For years I struggled with my mental health each month for at least a week, in some cases longer, to the point where I wasn’t able to function properly day to day. I began to wonder if something was “wrong” with me, Did I have bipolar disorder? Did I have another personality disorder?

On one hand I could be the most patient, kind and gentle person and I had so much energy, I could go to work, take care of the kids and the house but on the other hand I felt like a monster and that hit me hard.

I started tracking my monthly outbursts of anger and emotion to see if there was a pattern to it, if anything in particular happened. I tracked my sleep and my work schedule to see if anything tied in to make sense of why I was feeling like this, and then it hit me – my period!

Every month for the 2 weeks before my period I was noticing the same fluctuation of feelings.

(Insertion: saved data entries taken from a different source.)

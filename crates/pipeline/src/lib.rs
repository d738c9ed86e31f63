//! Job orchestration: dispatch, execution, lifecycle reporting,
//! cancellation and read-side queries.
//!
//! Control flow:
//! `TaskDispatcher` → [`queue::TaskQueue`] → `Worker` →
//! `LifecycleReporter` → {`JobStore`, `BroadcastService`}.
//! `CancellationController` goes straight to the queue and the reporter.

pub mod cancellation;
pub mod dispatcher;
pub mod error;
pub mod lifecycle;
pub mod plan;
pub mod processor;
pub mod query;
pub mod queue;
pub mod retention;
pub mod worker;

pub use cancellation::CancellationController;
pub use dispatcher::TaskDispatcher;
pub use error::PipelineError;
pub use lifecycle::LifecycleReporter;
pub use processor::{
    CredentialProvider, ProcessorRegistry, SourceError, SourceProcessor, StaticCredentials,
};
pub use query::{JobQueryService, JobStatusView, LogEntry, TaskStatusView};
pub use queue::{MemoryTaskQueue, PgTaskQueue, QueueError, QueuedTask, TaskQueue};
pub use worker::{ExecutionOutcome, Worker};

My mood would switch between being calm and happy, to crying at the smallest things, or getting really angry over something trivial. I would be very tired and fatigued which meant I would need to nap daily, otherwise I wouldn’t make it through the day. I noticed an increase in my food intake, a craving for sugary foods and carbs. I also became very forgetful and felt this fogginess in my mind, much to the annoyance of my partner. Eventually the feelings got more intense and I noticed that I was often feeling suicidal, I wouldn’t act on the feelings but the thoughts of “what’s the point in being here?” and “everything feels too much” kept creeping into my mind and I knew something had to change.

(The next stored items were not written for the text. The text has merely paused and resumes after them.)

//! Connection registry for real-time clients.
//!
//! Owned by [`crate::service::BroadcastService`]. Each connection has a set
//! of per-job rooms and an optional membership of the "all jobs" room; a
//! published [`JobUpdate`] reaches every connection in either room exactly
//! once.

use std::collections::{BTreeSet, HashMap};

use bigshot_core::job_events::{job_room, ALL_JOBS_ROOM};
use bigshot_core::job_status::JobStatus;
use bigshot_core::job_type::JobType;
use bigshot_core::types::{DbId, Timestamp};
use chrono::Utc;
use serde::Serialize;
use tokio::sync::{mpsc, RwLock};

use crate::update::JobUpdate;

// ---------------------------------------------------------------------------
// Messages
// ---------------------------------------------------------------------------

/// A protocol event pushed to a client, serialized as
/// `{"event": "<name>", "data": {...}}`.
#[derive(Debug, Clone, PartialEq, Serialize)]
#[serde(tag = "event", content = "data", rename_all = "snake_case")]
pub enum ServerMessage {
    Connected {
        connected: bool,
        message: String,
        pubsub_available: bool,
        timestamp: Timestamp,
    },
    Subscribed {
        job_id: DbId,
        message: String,
        timestamp: Timestamp,
    },
    Unsubscribed {
        job_id: DbId,
        message: String,
        timestamp: Timestamp,
    },
    SubscribedAll {
        message: String,
        timestamp: Timestamp,
    },
    ActiveJobs {
        jobs: Vec<ActiveJobSummary>,
        count: usize,
        timestamp: Timestamp,
    },
    JobUpdate(JobUpdate),
    Error {
        message: String,
    },
}

impl ServerMessage {
    pub fn connected(pubsub_available: bool) -> Self {
        ServerMessage::Connected {
            connected: true,
            message: "Connected to bigshot job updates".to_string(),
            pubsub_available,
            timestamp: Utc::now(),
        }
    }

    pub fn subscribed(job_id: DbId) -> Self {
        ServerMessage::Subscribed {
            job_id,
            message: format!("Subscribed to job {job_id} updates"),
            timestamp: Utc::now(),
        }
    }

    pub fn unsubscribed(job_id: DbId) -> Self {
        ServerMessage::Unsubscribed {
            job_id,
            message: format!("Unsubscribed from job {job_id} updates"),
            timestamp: Utc::now(),
        }
    }

    pub fn subscribed_all() -> Self {
        ServerMessage::SubscribedAll {
            message: "Subscribed to all job updates".to_string(),
            timestamp: Utc::now(),
        }
    }

    pub fn active_jobs(jobs: Vec<ActiveJobSummary>) -> Self {
        ServerMessage::ActiveJobs {
            count: jobs.len(),
            jobs,
            timestamp: Utc::now(),
        }
    }

    pub fn error(message: impl Into<String>) -> Self {
        ServerMessage::Error {
            message: message.into(),
        }
    }
}

/// Snapshot row returned by `get_active_jobs`.
#[derive(Debug, Clone, PartialEq, Serialize)]
pub struct ActiveJobSummary {
    pub id: DbId,
    #[serde(rename = "type")]
    pub job_type: JobType,
    pub target: Option<String>,
    pub status: JobStatus,
    pub progress: i16,
    pub created_at: Timestamp,
    pub updated_at: Timestamp,
}

/// What the registry pushes down a connection's channel.
#[derive(Debug, Clone, PartialEq)]
pub enum Outbound {
    Message(ServerMessage),
    /// Keep-alive; transports map it to a ping frame.
    Ping,
    /// The server is shutting down; transports send a close frame.
    Close,
}

/// Channel sender half for pushing messages to a connection.
pub type ClientSender = mpsc::UnboundedSender<Outbound>;

// ---------------------------------------------------------------------------
// Registry
// ---------------------------------------------------------------------------

struct ClientConnection {
    user_id: DbId,
    sender: ClientSender,
    connected_at: Timestamp,
    subscriptions: BTreeSet<DbId>,
    all_jobs: bool,
}

impl ClientConnection {
    fn wants(&self, job_id: DbId) -> bool {
        self.all_jobs || self.subscriptions.contains(&job_id)
    }

    fn rooms(&self) -> Vec<String> {
        let mut rooms: Vec<String> = self.subscriptions.iter().map(|id| job_room(*id)).collect();
        if self.all_jobs {
            rooms.push(ALL_JOBS_ROOM.to_string());
        }
        rooms
    }
}

/// Per-connection view returned by [`ClientRegistry::stats`].
#[derive(Debug, Clone, PartialEq, Serialize)]
pub struct ConnectionInfo {
    pub connection_id: String,
    pub user_id: DbId,
    pub connected_at: Timestamp,
    pub subscriptions: Vec<DbId>,
    pub rooms: Vec<String>,
}

#[derive(Debug, Clone, PartialEq, Serialize)]
pub struct ConnectionStats {
    pub active_connections: usize,
    pub connections: Vec<ConnectionInfo>,
}

/// All live real-time connections of this process, keyed by connection id.
///
/// Thread-safe via interior `RwLock`; shared through the broadcast service.
pub struct ClientRegistry {
    connections: RwLock<HashMap<String, ClientConnection>>,
}

impl ClientRegistry {
    pub fn new() -> Self {
        Self {
            connections: RwLock::new(HashMap::new()),
        }
    }

    /// Register an authenticated connection.
    ///
    /// Returns the receiver half of its outbound channel.
    pub async fn register(
        &self,
        conn_id: String,
        user_id: DbId,
    ) -> mpsc::UnboundedReceiver<Outbound> {
        let (tx, rx) = mpsc::unbounded_channel();
        let conn = ClientConnection {
            user_id,
            sender: tx,
            connected_at: Utc::now(),
            subscriptions: BTreeSet::new(),
            all_jobs: false,
        };
        self.connections.write().await.insert(conn_id, conn);
        rx
    }

    /// Remove a connection. Returns `false` if it was not registered.
    pub async fn unregister(&self, conn_id: &str) -> bool {
        self.connections.write().await.remove(conn_id).is_some()
    }

    /// Join the room of one job. Returns `false` for unknown connections.
    pub async fn subscribe_job(&self, conn_id: &str, job_id: DbId) -> bool {
        match self.connections.write().await.get_mut(conn_id) {
            Some(conn) => {
                conn.subscriptions.insert(job_id);
                true
            }
            None => false,
        }
    }

    /// Leave the room of one job. Returns `false` for unknown connections.
    pub async fn unsubscribe_job(&self, conn_id: &str, job_id: DbId) -> bool {
        match self.connections.write().await.get_mut(conn_id) {
            Some(conn) => {
                conn.subscriptions.remove(&job_id);
                true
            }
            None => false,
        }
    }

    /// Join the "all jobs" room. Returns `false` for unknown connections.
    pub async fn subscribe_all(&self, conn_id: &str) -> bool {
        match self.connections.write().await.get_mut(conn_id) {
            Some(conn) => {
                conn.all_jobs = true;
                true
            }
            None => false,
        }
    }

    /// Send a message to one connection.
    pub async fn send_to(&self, conn_id: &str, message: ServerMessage) -> bool {
        self.connections
            .read()
            .await
            .get(conn_id)
            .is_some_and(|conn| conn.sender.send(Outbound::Message(message)).is_ok())
    }

    /// Push a job update to every connection in the job's room or the
    /// "all jobs" room, once per connection.
    ///
    /// Returns the number of connections the update was handed to.
    /// Connections whose channel has closed are skipped; their handler
    /// unregisters them on exit.
    pub async fn deliver(&self, update: &JobUpdate) -> usize {
        let conns = self.connections.read().await;
        let mut delivered = 0;
        for conn in conns.values().filter(|c| c.wants(update.job_id)) {
            let message = Outbound::Message(ServerMessage::JobUpdate(update.clone()));
            if conn.sender.send(message).is_ok() {
                delivered += 1;
            }
        }
        delivered
    }

    /// Send a keep-alive ping to every connection.
    pub async fn ping_all(&self) {
        let conns = self.connections.read().await;
        for conn in conns.values() {
            let _ = conn.sender.send(Outbound::Ping);
        }
    }

    /// Tell every connection to close, then clear the map.
    pub async fn shutdown_all(&self) {
        let mut conns = self.connections.write().await;
        let count = conns.len();
        for conn in conns.values() {
            let _ = conn.sender.send(Outbound::Close);
        }
        conns.clear();
        tracing::info!(count, "Closed all real-time connections");
    }

    pub async fn connection_count(&self) -> usize {
        self.connections.read().await.len()
    }

    /// Snapshot of every connection and its rooms.
    pub async fn stats(&self) -> ConnectionStats {
        let conns = self.connections.read().await;
        let mut connections: Vec<ConnectionInfo> = conns
            .iter()
            .map(|(id, conn)| ConnectionInfo {
                connection_id: id.clone(),
                user_id: conn.user_id,
                connected_at: conn.connected_at,
                subscriptions: conn.subscriptions.iter().copied().collect(),
                rooms: conn.rooms(),
            })
            .collect();
        connections.sort_by(|a, b| a.connected_at.cmp(&b.connected_at));
        ConnectionStats {
            active_connections: connections.len(),
            connections,
        }
    }
}

impl Default for ClientRegistry {
    fn default() -> Self {
        Self::new()
    }
}

#[cfg(test)]
mod tests {
    use assert_matches::assert_matches;
    use bigshot_core::job_events::UpdateType;

    use super::*;

    fn update(job_id: DbId) -> JobUpdate {
        JobUpdate::new(
            UpdateType::Progress,
            job_id,
            JobType::DataCleanup,
            None,
            JobStatus::Running,
            10,
        )
    }

    #[tokio::test]
    async fn job_room_members_receive_only_their_job() {
        let registry = ClientRegistry::new();
        let mut rx = registry.register("c1".into(), 1).await;
        registry.subscribe_job("c1", 5).await;

        assert_eq!(registry.deliver(&update(6)).await, 0);
        assert_eq!(registry.deliver(&update(5)).await, 1);

        assert_matches!(
            rx.recv().await,
            Some(Outbound::Message(ServerMessage::JobUpdate(u))) if u.job_id == 5
        );
        assert!(rx.try_recv().is_err());
    }

    #[tokio::test]
    async fn membership_in_both_rooms_delivers_once() {
        let registry = ClientRegistry::new();
        let mut rx = registry.register("c1".into(), 1).await;
        registry.subscribe_job("c1", 5).await;
        registry.subscribe_all("c1").await;

        assert_eq!(registry.deliver(&update(5)).await, 1);
        assert!(rx.recv().await.is_some());
        assert!(rx.try_recv().is_err());
    }

    #[tokio::test]
    async fn unsubscribed_connection_stops_receiving() {
        let registry = ClientRegistry::new();
        let _rx = registry.register("c1".into(), 1).await;
        registry.subscribe_job("c1", 5).await;
        registry.unsubscribe_job("c1", 5).await;
        assert_eq!(registry.deliver(&update(5)).await, 0);
    }

    #[tokio::test]
    async fn unknown_connection_operations_report_false() {
        let registry = ClientRegistry::new();
        assert!(!registry.subscribe_job("nope", 1).await);
        assert!(!registry.subscribe_all("nope").await);
        assert!(!registry.unregister("nope").await);
        assert!(!registry.send_to("nope", ServerMessage::error("x")).await);
    }

    #[tokio::test]
    async fn stats_list_rooms_per_connection() {
        let registry = ClientRegistry::new();
        let _rx = registry.register("c1".into(), 9).await;
        registry.subscribe_job("c1", 3).await;
        registry.subscribe_all("c1").await;

        let stats = registry.stats().await;
        assert_eq!(stats.active_connections, 1);
        assert_eq!(stats.connections[0].user_id, 9);
        assert_eq!(stats.connections[0].subscriptions, vec![3]);
        assert_eq!(stats.connections[0].rooms, vec!["job_3", "all_jobs"]);
    }

    #[tokio::test]
    async fn shutdown_sends_close_and_clears() {
        let registry = ClientRegistry::new();
        let mut rx = registry.register("c1".into(), 1).await;
        registry.shutdown_all().await;

        assert_eq!(rx.recv().await, Some(Outbound::Close));
        assert_eq!(registry.connection_count().await, 0);
        assert!(rx.recv().await.is_none());
    }

    #[test]
    fn messages_serialize_as_event_envelopes() {
        let value = serde_json::to_value(ServerMessage::subscribed(4)).unwrap();
        assert_eq!(value["event"], "subscribed");
        assert_eq!(value["data"]["job_id"], 4);

        let value = serde_json::to_value(ServerMessage::JobUpdate(update(4))).unwrap();
        assert_eq!(value["event"], "job_update");
        assert_eq!(value["data"]["update_type"], "progress");

        let value = serde_json::to_value(ServerMessage::connected(false)).unwrap();
        assert_eq!(value["event"], "connected");
        assert_eq!(value["data"]["connected"], true);
        assert_eq!(value["data"]["pubsub_available"], false);
    }
}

I did lots of research online and found some information on PMDD which basically changed my life.

Understanding myself and being aware of why I was feeling like this was a game changer for me because it made me realise that what I was feeling wasn’t “because I was a failure” or “because I am a bad person” or even because I had a mental illness like a personality disorder. It was because I was suffering with PMDD.

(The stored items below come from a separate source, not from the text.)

//! HTTP-backed subdomain sources.
//!
//! Each source returns raw host names filtered to `*.<target>`; the work
//! plan normalises and deduplicates them before they are stored.

pub mod crtsh;
pub mod shodan;
pub mod virustotal;

use std::collections::BTreeSet;
use std::sync::Arc;
use std::time::Duration;

use bigshot_pipeline::{ProcessorRegistry, SourceError};

pub use crtsh::CrtShSource;
pub use shodan::ShodanSource;
pub use virustotal::VirusTotalSource;

pub const CRTSH: &str = "crt.sh";
pub const VIRUSTOTAL: &str = "virustotal";
pub const SHODAN: &str = "shodan";

/// HTTP request timeout for a single source lookup.
const REQUEST_TIMEOUT: Duration = Duration::from_secs(30);

/// Shared HTTP client for all sources.
pub fn http_client() -> reqwest::Client {
    reqwest::Client::builder()
        .timeout(REQUEST_TIMEOUT)
        .build()
        .unwrap_or_else(|e| {
            tracing::warn!(error = %e, "Falling back to default HTTP client");
            reqwest::Client::new()
        })
}

/// Registry with every built-in source.
pub fn default_registry(client: reqwest::Client) -> ProcessorRegistry {
    ProcessorRegistry::new()
        .register(Arc::new(CrtShSource::new(client.clone())))
        .register(Arc::new(VirusTotalSource::new(client.clone())))
        .register(Arc::new(ShodanSource::new(client)))
}

/// Keep names ending in `.<domain>`, trimmed and unique.
fn keep_subdomains<'a>(names: impl IntoIterator<Item = &'a str>, domain: &str) -> Vec<String> {
    let suffix = format!(".{domain}");
    names
        .into_iter()
        .map(str::trim)
        .filter(|name| !name.is_empty() && name.ends_with(&suffix))
        .map(str::to_string)
        .collect::<BTreeSet<_>>()
        .into_iter()
        .collect()
}

async fn send_json<T: serde::de::DeserializeOwned>(
    request: reqwest::RequestBuilder,
) -> Result<T, SourceError> {
    let response = request
        .send()
        .await
        .map_err(|e| SourceError::Request(e.to_string()))?;
    let status = response.status();
    if !status.is_success() {
        return Err(SourceError::HttpStatus(status.as_u16()));
    }
    response
        .json::<T>()
        .await
        .map_err(|e| SourceError::Decode(e.to_string()))
}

I went to see my doctor and explained all of the research and cycle tracking I had done over the months. The doctor confirmed that I had PMDD and offered some suggestions of medications that might help such as Anti-depressants or the Contraceptive pill, However the doctor was also honest about the fact that equally, I might not find anything that helps.


So, what is PMDD? 

The Symptoms of PMDD

Advice and Tips for Managing PMDD

Pre-Mentrual Dysphoric Disorder (also known as) PMDD is an extreme form of PMS. 

Most of us will have heard of the term PMS which relates to the hormonal changes for a woman during her period. However, with PMDD those changes can be intensified, and they usually start in the 2 weeks prior to the period and dissipate once the period starts.

If you notice drastic changes and dips in your mood and well-being around the time of your period, I would highly recommend keeping a record of your moods and periods to see if there is any correlation between the two.

What are the symptoms of PMDD?

If you have PMDD you might find that your hormones are up and down, one minute you feel ok and the next you might feel short fused, snap at others or feel like at any minute you might explode. 

You might feel guilty after because you know that what caused your reaction wasn’t a big deal, and sometimes that can be when the shame and embarrassment kicks in. 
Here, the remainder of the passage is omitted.